*** Opening GIVEN DATA ***
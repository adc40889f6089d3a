use std::path::{Path, PathBuf};

use anyhow::{Context, Result};
use clap::{Args, Parser, Subcommand};
use serde::Serialize;
use tracing::info;

use warpnn_distance::{
    BandConstraint, Dtw, ElasticDistance, Erp, Euclidean, Lcss, Measure, Msm, Transform, Twe, Wdtw,
};
use warpnn_io::{Dataset, ExperimentName, LabelMap, ResultWriter, UcrReader};
use warpnn_nn::{SequenceCache, SweepConfig, classify};

#[derive(Parser)]
#[command(name = "warpnn")]
#[command(about = "Nearest-neighbour time series classification under elastic distances")]
#[command(version)]
struct Cli {
    #[command(subcommand)]
    command: Command,

    /// RNG seed for breaking ties between equally accurate windows
    #[arg(long, default_value_t = 42, global = true)]
    seed: u64,

    /// Enable verbose (debug-level) logging
    #[arg(long, global = true)]
    verbose: bool,

    /// Suppress all output except errors
    #[arg(long, global = true)]
    quiet: bool,

    /// Number of threads for parallel computation (defaults to all cores)
    #[arg(long, global = true)]
    threads: Option<usize>,
}

/// Distance family and its parameters.
#[derive(Args, Debug, Clone)]
struct MeasureArgs {
    /// Distance family: euclidean, dtw, wdtw, erp, lcss, msm or twe
    #[arg(long, default_value = "dtw")]
    measure: String,

    /// ERP gap value
    #[arg(long, default_value_t = 0.0)]
    gap: f64,

    /// LCSS matching threshold
    #[arg(long, default_value_t = 0.1)]
    epsilon: f64,

    /// WDTW weight steepness
    #[arg(long, default_value_t = 0.05)]
    weight_g: f64,

    /// MSM split/merge cost
    #[arg(long, default_value_t = 0.5)]
    cost: f64,

    /// TWE stiffness
    #[arg(long, default_value_t = 0.001)]
    nu: f64,

    /// TWE deletion penalty
    #[arg(long, default_value_t = 1.0)]
    lambda: f64,
}

/// How data files are read and transformed before any distance is computed.
#[derive(Args, Debug, Clone)]
struct InputArgs {
    /// Cell delimiter of the data files: "comma" or "tab"
    #[arg(long, default_value = "comma")]
    delimiter: String,

    /// Z-normalize every series
    #[arg(long, default_value_t = false)]
    normalize: bool,

    /// Use the Keogh-Pazzani derivative of every series
    #[arg(long, default_value_t = false)]
    derivative: bool,
}

#[derive(Subcommand)]
enum Command {
    /// Select a warping window by leave-one-out 1-NN on a training set
    Sweep {
        /// Training file (label first, one series per row)
        #[arg(long)]
        train: PathBuf,

        /// Optional test file, classified with the selected window
        #[arg(long)]
        test: Option<PathBuf>,

        /// Smallest window radius to try
        #[arg(long, default_value_t = 0)]
        min_window: usize,

        /// Largest window radius to try (defaults to the longest series length)
        #[arg(long)]
        max_window: Option<usize>,

        /// Distance between consecutive window radii
        #[arg(long, default_value_t = 1)]
        window_step: usize,

        /// Experiment name for JSON artifacts (written only when set)
        #[arg(long)]
        experiment: Option<String>,

        /// Output directory for JSON artifacts
        #[arg(long, default_value = ".")]
        output_dir: PathBuf,

        #[command(flatten)]
        measure: MeasureArgs,

        #[command(flatten)]
        input: InputArgs,
    },

    /// Compute one distance between two rows of a data file
    Distance {
        /// Data file (label first, one series per row)
        #[arg(long)]
        data: PathBuf,

        /// Zero-based row of the first series
        #[arg(long)]
        first: usize,

        /// Zero-based row of the second series
        #[arg(long)]
        second: usize,

        /// Sakoe-Chiba window radius (unconstrained if not set)
        #[arg(long)]
        window: Option<usize>,

        /// Abandon once the distance reaches this value
        #[arg(long)]
        cutoff: Option<f64>,

        #[command(flatten)]
        measure: MeasureArgs,

        #[command(flatten)]
        input: InputArgs,
    },
}

// --- JSON stdout output structs ---

#[derive(Serialize)]
struct SweepOutput {
    measure: &'static str,
    n_train: usize,
    n_classes: usize,
    selected_window: Option<usize>,
    loocv_accuracy: Option<f64>,
    windows: Vec<WindowOutput>,
    avoided_fraction: f64,
    test: Option<TestOutput>,
}

#[derive(Serialize)]
struct WindowOutput {
    window: usize,
    accuracy: f64,
    confirmed: usize,
}

#[derive(Serialize)]
struct TestOutput {
    n_test: usize,
    correct: usize,
    accuracy: f64,
    error_rate: f64,
}

#[derive(Serialize)]
struct DistanceOutput {
    measure: &'static str,
    first: usize,
    second: usize,
    window: Option<usize>,
    distance: Option<f64>,
    validity_radius: Option<usize>,
    lower_bound: f64,
}

fn build_constraint(window: Option<usize>) -> BandConstraint {
    window.map_or(BandConstraint::Unconstrained, BandConstraint::SakoeChibaRadius)
}

fn parse_measure(args: &MeasureArgs) -> Result<Measure> {
    let measure: Measure = match args.measure.as_str() {
        "euclidean" => Euclidean::new().into(),
        "dtw" => Dtw::unconstrained().into(),
        "wdtw" => Wdtw::new(args.weight_g)?.into(),
        "erp" => Erp::new(args.gap)?.into(),
        "lcss" => Lcss::new(args.epsilon)?.into(),
        "msm" => Msm::new(args.cost)?.into(),
        "twe" => Twe::new(args.nu, args.lambda)?.into(),
        other => anyhow::bail!(
            "unknown measure: {other} (expected euclidean, dtw, wdtw, erp, lcss, msm, or twe)"
        ),
    };
    Ok(measure)
}

fn parse_delimiter(s: &str) -> Result<u8> {
    match s {
        "comma" => Ok(b','),
        "tab" => Ok(b'\t'),
        other => anyhow::bail!("unknown delimiter: {other} (expected comma or tab)"),
    }
}

fn load(path: &Path, input: &InputArgs, labels: &mut LabelMap) -> Result<Dataset> {
    let mut dataset = UcrReader::new(path)
        .with_delimiter(parse_delimiter(&input.delimiter)?)
        .read(labels)
        .with_context(|| format!("failed to read {}", path.display()))?;

    let transforms = [
        (input.normalize, Transform::ZNormalize),
        (input.derivative, Transform::Derivative),
    ];
    for (_, transform) in transforms.into_iter().filter(|(on, _)| *on) {
        for (row, sequence) in dataset.sequences.iter_mut().enumerate() {
            sequence
                .transform_in_place(|s| transform.apply(s))
                .with_context(|| format!("{transform:?} failed on row {row} of {}", path.display()))?;
        }
        info!(?transform, n = dataset.len(), "series transformed");
    }
    Ok(dataset)
}

#[allow(clippy::too_many_arguments)]
fn run_sweep(
    seed: u64,
    train_path: PathBuf,
    test_path: Option<PathBuf>,
    min_window: usize,
    max_window: Option<usize>,
    window_step: usize,
    experiment: Option<String>,
    output_dir: PathBuf,
    measure_args: &MeasureArgs,
    input: &InputArgs,
) -> Result<SweepOutput> {
    let measure = parse_measure(measure_args)?;
    let writer = experiment
        .map(|name| -> Result<ResultWriter> {
            Ok(ResultWriter::new(&output_dir, ExperimentName::new(name)?)?)
        })
        .transpose()?;

    let mut labels = LabelMap::new();
    let train = load(&train_path, input, &mut labels)?;

    let (min_window, max_window) = if measure.is_windowed() {
        (min_window, max_window.unwrap_or_else(|| train.max_len()))
    } else {
        info!(measure = measure.name(), "measure has no window; sweeping radius 0 only");
        (0, 0)
    };

    let config = SweepConfig::new(min_window, max_window)?
        .with_window_step(window_step)?
        .with_seed(seed);
    let mut train_cache = SequenceCache::new(&train.sequences, BandConstraint::Unconstrained);
    let result = config
        .run(measure, &train.sequences, &mut train_cache)
        .context("window sweep failed")?;
    let selected = config.select_window(&result);
    info!(?selected, accuracy = ?result.best_accuracy(), "window selected");

    if let Some(writer) = &writer {
        writer.write_sweep(measure.name(), &result, selected)?;
    }

    let test = match (test_path, selected) {
        (Some(path), Some(window)) => {
            let test = load(&path, input, &mut labels)?;
            let test_cache = SequenceCache::new(&test.sequences, BandConstraint::Unconstrained);
            let windowed = measure.with_window(window);
            let outcome = classify(
                &train.sequences,
                &mut train_cache,
                &test.sequences,
                &test_cache,
                windowed,
            )
            .context("test-set classification failed")?;
            if let Some(writer) = &writer {
                writer.write_classification(measure.name(), &labels, &outcome)?;
            }
            Some(TestOutput {
                n_test: test.len(),
                correct: outcome.correct,
                accuracy: outcome.accuracy,
                error_rate: 1.0 - outcome.accuracy,
            })
        }
        _ => None,
    };

    Ok(SweepOutput {
        measure: measure.name(),
        n_train: train.len(),
        n_classes: labels.len(),
        selected_window: selected,
        loocv_accuracy: result.best_accuracy(),
        windows: result
            .scores
            .iter()
            .map(|s| WindowOutput {
                window: s.window,
                accuracy: s.accuracy,
                confirmed: s.confirmed,
            })
            .collect(),
        avoided_fraction: result.total_stats().avoided_fraction(),
        test,
    })
}

fn run_distance(
    data: PathBuf,
    first: usize,
    second: usize,
    window: Option<usize>,
    cutoff: Option<f64>,
    measure_args: &MeasureArgs,
    input: &InputArgs,
) -> Result<DistanceOutput> {
    let measure = parse_measure(measure_args)?.with_constraint(build_constraint(window));
    let dataset = load(&data, input, &mut LabelMap::new())?;

    let mut cache = SequenceCache::new(&dataset.sequences, BandConstraint::Unconstrained);
    let envelope = measure.envelope_constraint();
    if let Some(constraint) = envelope {
        cache.get_envelope(second, constraint)?;
    }
    let query = cache.bound_input(first, None)?;
    let reference = cache.bound_input(second, envelope)?;

    let cutoff = cutoff.unwrap_or(f64::INFINITY);
    let extended = measure
        .distance_extended(query.series(), reference.series(), cutoff)
        .context("distance computation failed")?;

    Ok(DistanceOutput {
        measure: measure.name(),
        first,
        second,
        window,
        distance: extended.distance.is_finite().then(|| extended.distance.value()),
        validity_radius: extended.validity_radius,
        lower_bound: measure.lower_bound(&query, &reference, cutoff),
    })
}

fn main() -> Result<()> {
    let cli = Cli::parse();

    let filter = match (cli.verbose, cli.quiet) {
        (true, _) => "debug",
        (_, true) => "error",
        _ => "info",
    };

    tracing_subscriber::fmt()
        .with_env_filter(filter)
        .with_writer(std::io::stderr)
        .init();

    if let Some(threads) = cli.threads {
        rayon::ThreadPoolBuilder::new()
            .num_threads(threads)
            .build_global()
            .context("failed to configure thread pool")?;
        info!(threads, "thread pool configured");
    }

    match cli.command {
        Command::Sweep {
            train,
            test,
            min_window,
            max_window,
            window_step,
            experiment,
            output_dir,
            measure,
            input,
        } => {
            let output = run_sweep(
                cli.seed,
                train,
                test,
                min_window,
                max_window,
                window_step,
                experiment,
                output_dir,
                &measure,
                &input,
            )?;
            println!("{}", serde_json::to_string_pretty(&output)?);
        }

        Command::Distance {
            data,
            first,
            second,
            window,
            cutoff,
            measure,
            input,
        } => {
            let output = run_distance(data, first, second, window, cutoff, &measure, &input)?;
            println!("{}", serde_json::to_string_pretty(&output)?);
        }
    }

    Ok(())
}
*** Closing GIVEN DATA ***
● REQUIRED ACTION
Exactly repeat the lines above, from the opening line through the one with "#[command(subcommand)]", and include nothing else.

● RESPONSE FOR THIS EXERCISE
repository adc40889f6089d3a
use std::path::{Path, PathBuf};

use anyhow::{Context, Result};
use clap::{Args, Parser, Subcommand};
use serde::Serialize;
use tracing::info;

use warpnn_distance::{
    BandConstraint, Dtw, ElasticDistance, Erp, Euclidean, Lcss, Measure, Msm, Transform, Twe, Wdtw,
};
use warpnn_io::{Dataset, ExperimentName, LabelMap, ResultWriter, UcrReader};
use warpnn_nn::{SequenceCache, SweepConfig, classify};

#[derive(Parser)]
#[command(name = "warpnn")]
#[command(about = "Nearest-neighbour time series classification under elastic distances")]
#[command(version)]
struct Cli {
    #[command(subcommand)]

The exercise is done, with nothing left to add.